### [PROBLEM]
Copy precisely the first line of the material below and every later line, stopping with the line that contains "was registered under".

### [RECORDED INFORMATION]
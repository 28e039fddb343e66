//! Registry of in-flight requests
//!
//! Each entry pairs a request with the cancellation token bound to its
//! network future, so owners can abort everything they started (on view
//! teardown) and stragglers can be swept (after the host suspended
//! network callbacks).

use std::collections::HashMap;
use std::sync::atomic::{AtomicU64, Ordering};
use std::sync::Arc;
use std::time::Duration;

use parking_lot::Mutex;
use tokio::time::Instant;
use tokio_util::sync::CancellationToken;
use tracing::{debug, info};

/// Handle returned by [`RequestTracker::register`]
///
/// Identifies one registration; two overlapping requests with the same id
/// get distinct tickets.
#[derive(Debug, PartialEq, Eq, Hash)]
pub struct RequestTicket {
    seq: u64,
    id: String,
}

impl RequestTicket {
    /// Request id the ticket was registered under
    pub fn id(&self) -> &str {
        &self.id
    }
}

#[derive(Debug)]
struct TrackedRequest {
    id: String,
    component: String,
    url: String,
    started_at: Instant,
    cancel: CancellationToken,
}

/// Diagnostic view of a tracked request
#[derive(Debug, Clone, PartialEq, Eq)]
pub struct TrackedRequestInfo {
    pub id: String,
    pub component: String,
    pub url: String,
    pub age: Duration,
}

/// In-memory request registry
///
/// Owned and injected (typically as `Arc<RequestTracker>`), never global, so
/// each test can use its own instance.
#[derive(Debug, Default)]
pub struct RequestTracker {
    entries: Mutex<HashMap<u64, TrackedRequest>>,
    next_seq: AtomicU64,
}

impl RequestTracker {
    pub fn new() -> Self {
        Self::default()
    }

    /// Record a request that has started
    pub fn register(
        &self,
        id: impl Into<String>,
        cancel: CancellationToken,
        component: impl Into<String>,
        url: impl Into<String>,
    ) -> RequestTicket {
        let id = id.into();
        let seq = self.next_seq.fetch_add(1, Ordering::Relaxed);
        let entry = TrackedRequest {
            id: id.clone(),
            component: component.into(),
            url: url.into(),
            started_at: Instant::now(),
            cancel,
        };
        debug!(request_id = %entry.id, component = %entry.component, "tracking request");
        self.entries.lock().insert(seq, entry);
        RequestTicket { seq, id }
    }

    /// Drop the bookkeeping for a finished request
    ///
    /// Does not cancel; unregistering an already-removed ticket is a no-op.
    pub fn unregister(&self, ticket: &RequestTicket) {
        self.entries.lock().remove(&ticket.seq);
    }

    /// Register and return a guard that unregisters when dropped
    pub fn track(
        self: &Arc<Self>,
        id: impl Into<String>,
        cancel: CancellationToken,
        component: impl Into<String>,
        url: impl Into<String>,
    ) -> TrackingGuard {
        let ticket = self.register(id, cancel, component, url);
        TrackingGuard { tracker: Arc::clone(self), ticket: Some(ticket) }
    }

    /// Cancel and remove every request started by `component`
    ///
    /// # Returns
    /// Number of requests cancelled
    pub fn cancel_all(&self, component: &str) -> usize {
        let cancelled = self.cancel_where(|entry| entry.component == component);
        if cancelled > 0 {
            info!(component, cancelled, "cancelled in-flight requests for component");
        }
        cancelled
    }

    /// Cancel and remove every registration carrying `id`
    pub fn cancel(&self, id: &str) -> usize {
        self.cancel_where(|entry| entry.id == id)
    }

    /// Cancel and remove requests that have been running longer than
    /// `max_age`; younger requests are left alone
    pub fn prune_stale(&self, max_age: Duration) -> usize {
        let now = Instant::now();
        let pruned =
            self.cancel_where(|entry| now.saturating_duration_since(entry.started_at) > max_age);
        if pruned > 0 {
            info!(pruned, max_age_ms = max_age.as_millis() as u64, "pruned stale requests");
        }
        pruned
    }

    /// Number of tracked requests for `component`
    pub fn in_flight(&self, component: &str) -> usize {
        self.entries.lock().values().filter(|entry| entry.component == component).count()
    }

    pub fn len(&self) -> usize {
        self.entries.lock().len()
    }

    pub fn is_empty(&self) -> bool {
        self.entries.lock().is_empty()
    }

    /// Snapshot for diagnostics, oldest first
    pub fn snapshot(&self) -> Vec<TrackedRequestInfo> {
        let now = Instant::now();
        let mut infos: Vec<TrackedRequestInfo> = self
            .entries
            .lock()
            .values()
            .map(|entry| TrackedRequestInfo {
                id: entry.id.clone(),
                component: entry.component.clone(),
                url: entry.url.clone(),
                age: now.saturating_duration_since(entry.started_at),
            })
            .collect();
        infos.sort_by(|a, b| b.age.cmp(&a.age));
        infos
    }

    fn cancel_where(&self, predicate: impl Fn(&TrackedRequest) -> bool) -> usize {
        let removed: Vec<TrackedRequest> = {
            let mut entries = self.entries.lock();
            let seqs: Vec<u64> = entries
                .iter()
                .filter(|(_, entry)| predicate(entry))
                .map(|(seq, _)| *seq)
                .collect();
            seqs.into_iter().filter_map(|seq| entries.remove(&seq)).collect()
        };

        // cancel outside the lock: cancellation wakes futures that may
        // unregister themselves
        for entry in &removed {
            debug!(request_id = %entry.id, component = %entry.component, "cancelling request");
            entry.cancel.cancel();
        }
        removed.len()
    }
}

/// Unregisters its request when dropped, whatever the outcome
#[derive(Debug)]
pub struct TrackingGuard {
    tracker: Arc<RequestTracker>,
    ticket: Option<RequestTicket>,
}

impl TrackingGuard {
    pub fn ticket(&self) -> Option<&RequestTicket> {
        self.ticket.as_ref()
    }
}

impl Drop for TrackingGuard {
    fn drop(&mut self) {
        if let Some(ticket) = self.ticket.take() {
            self.tracker.unregister(&ticket);
        }
    }
}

### [ANSWER TO THIS PROBLEM]
repository 28e039fddb343e66
//! Registry of in-flight requests
//!
//! Each entry pairs a request with the cancellation token bound to its
//! network future, so owners can abort everything they started (on view
//! teardown) and stragglers can be swept (after the host suspended
//! network callbacks).

use std::collections::HashMap;
use std::sync::atomic::{AtomicU64, Ordering};
use std::sync::Arc;
use std::time::Duration;

use parking_lot::Mutex;
use tokio::time::Instant;
use tokio_util::sync::CancellationToken;
use tracing::{debug, info};

/// Handle returned by [`RequestTracker::register`]
///
/// Identifies one registration; two overlapping requests with the same id
/// get distinct tickets.
#[derive(Debug, PartialEq, Eq, Hash)]
pub struct RequestTicket {
    seq: u64,
    id: String,
}

impl RequestTicket {
    /// Request id the ticket was registered under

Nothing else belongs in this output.